Each therapeutic agent in a combination therapy used to treat a biomarker positive patient may be administered either alone or in a medicament (also referred to herein as a pharmaceutical composition) which comprises the therapeutic agent and one or more pharmaceutically acceptable carriers, excipients and diluents, according to standard pharmaceutical practice.
Each therapeutic agent in a combination therapy used to treat a biomarker positive patient may be administered simultaneously (i.e., in the same medicament), concurrently (i.e., in separate medicaments administered one right after the other in any order) or sequentially in any order. Sequential administration is particularly useful when the therapeutic agents in the combination therapy are in different dosage forms (one agent is a tablet or capsule and another agent is a sterile liquid) and/or are administered on different dosing schedules, e.g., a chemotherapeutic that is administered at least daily and a biotherapeutic that is administered less frequently, such as once weekly, once every two weeks, or once every three weeks.
In some embodiments, at least one of the therapeutic agents in the combination therapy is administered using the same dosage regimen (dose, frequency and duration of treatment) that is typically employed when the agent is used as monotherapy for treating the same cancer. In other embodiments, the patient receives a lower total amount of at least one of the therapeutic agents in the combination therapy than when the agent is used as monotherapy, e.g., smaller doses, less frequent doses, and/or shorter treatment duration.
Each therapeutic agent in a combination therapy used to treat a biomarker positive patient can be administered orally or parenterally, including the intravenous, intramuscular, intraperitoneal, subcutaneous, rectal, topical, and transdermal routes of administration.
A patient may be administered a PD-1 antagonist prior to or following surgery to remove a tumor and may be used prior to, during or after radiation therapy.
In some embodiments, a PD-1 antagonist is administered to a patient who has not been previously treated with a biotherapeutic or chemotherapeutic agent, i.e., is treatment-naïve. In other embodiments, the PD-1 antagonist is administered to a patient who failed to achieve a sustained response after prior therapy with a biotherapeutic or chemotherapeutic agent, i.e., is treatment-experienced.

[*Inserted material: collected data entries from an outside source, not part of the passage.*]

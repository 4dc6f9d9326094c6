//! The full set of views handed to output consumers.

use crate::aggregate::{
    CategoryHistogram, CooccurrencePair, DailyHistogram, KeyMetrics, TopicMention, category_histogram,
    cooccurrence, daily_histogram, key_metrics, timeline, topic_mentions,
};
use crate::keywords::MatchMode;
use crate::models::AnnotatedRecord;
use crate::session::{CategoryFilter, Snapshot};
use crate::topics::Topic;
use chrono::{DateTime, Utc};
use serde::Serialize;
use tracing::{debug, info, instrument};

/// A timeline row: the annotated record plus its derived topics.
#[derive(Debug, Clone, PartialEq, Eq, Serialize)]
pub struct TimelineEntry {
    #[serde(flatten)]
    pub record: AnnotatedRecord,
    pub topics: Vec<Topic>,
}

/// Every aggregate view of one session revision.
#[derive(Debug, Clone, Serialize)]
pub struct Dashboard {
    pub generated_at: DateTime<Utc>,
    pub revision: u64,
    pub match_mode: MatchMode,
    pub filter: CategoryFilter,
    pub metrics: KeyMetrics,
    pub categories: CategoryHistogram,
    pub daily: DailyHistogram,
    pub topic_mentions: Vec<TopicMention>,
    pub cooccurrence: Vec<CooccurrencePair>,
    pub timeline: Vec<TimelineEntry>,
}

impl Dashboard {
    /// Recompute every view from the snapshot. Nothing is cached between revisions.
    #[instrument(level = "info", skip_all, fields(revision = snapshot.revision()))]
    pub fn build(snapshot: &Snapshot) -> Dashboard {
        let records = snapshot.records();
        let mode = snapshot.mode();

        let categories = category_histogram(records);
        let metrics = key_metrics(records, &categories);
        let daily = daily_histogram(records);
        let topic_pairs = cooccurrence(records, mode);
        if topic_pairs.is_empty() {
            debug!("No titles mention more than one topic");
        }
        let topic_mentions = topic_mentions(records, mode);
        let timeline: Vec<TimelineEntry> = timeline(records, &snapshot.filter())
            .into_iter()
            .map(|r| TimelineEntry {
                record: r.clone(),
                topics: r.topics(mode).into_iter().collect(),
            })
            .collect();

        info!(
            records = records.len(),
            categories = categories.len(),
            days = daily.len(),
            undated = daily.undated(),
            pairs = topic_pairs.len(),
            timeline = timeline.len(),
            "Dashboard built"
        );

        Dashboard {
            generated_at: Utc::now(),
            revision: snapshot.revision(),
            match_mode: mode,
            filter: snapshot.filter(),
            metrics,
            categories,
            daily,
            topic_mentions,
            cooccurrence: topic_pairs.pairs(),
            timeline,
        }
    }
}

A therapy comprising a PD-1 antagonist is typically used to treat a tumor that is large enough to be found by palpation or by imaging techniques well known in the art, such as MRI, ultrasound, or CAT scan. In some preferred embodiments, the therapy is used to treat an advanced stage tumor having dimensions of at least about 200 mm3, 300 mm3, 400 mm3, 500 mm3, 750 mm3, or up to 1000 mm3.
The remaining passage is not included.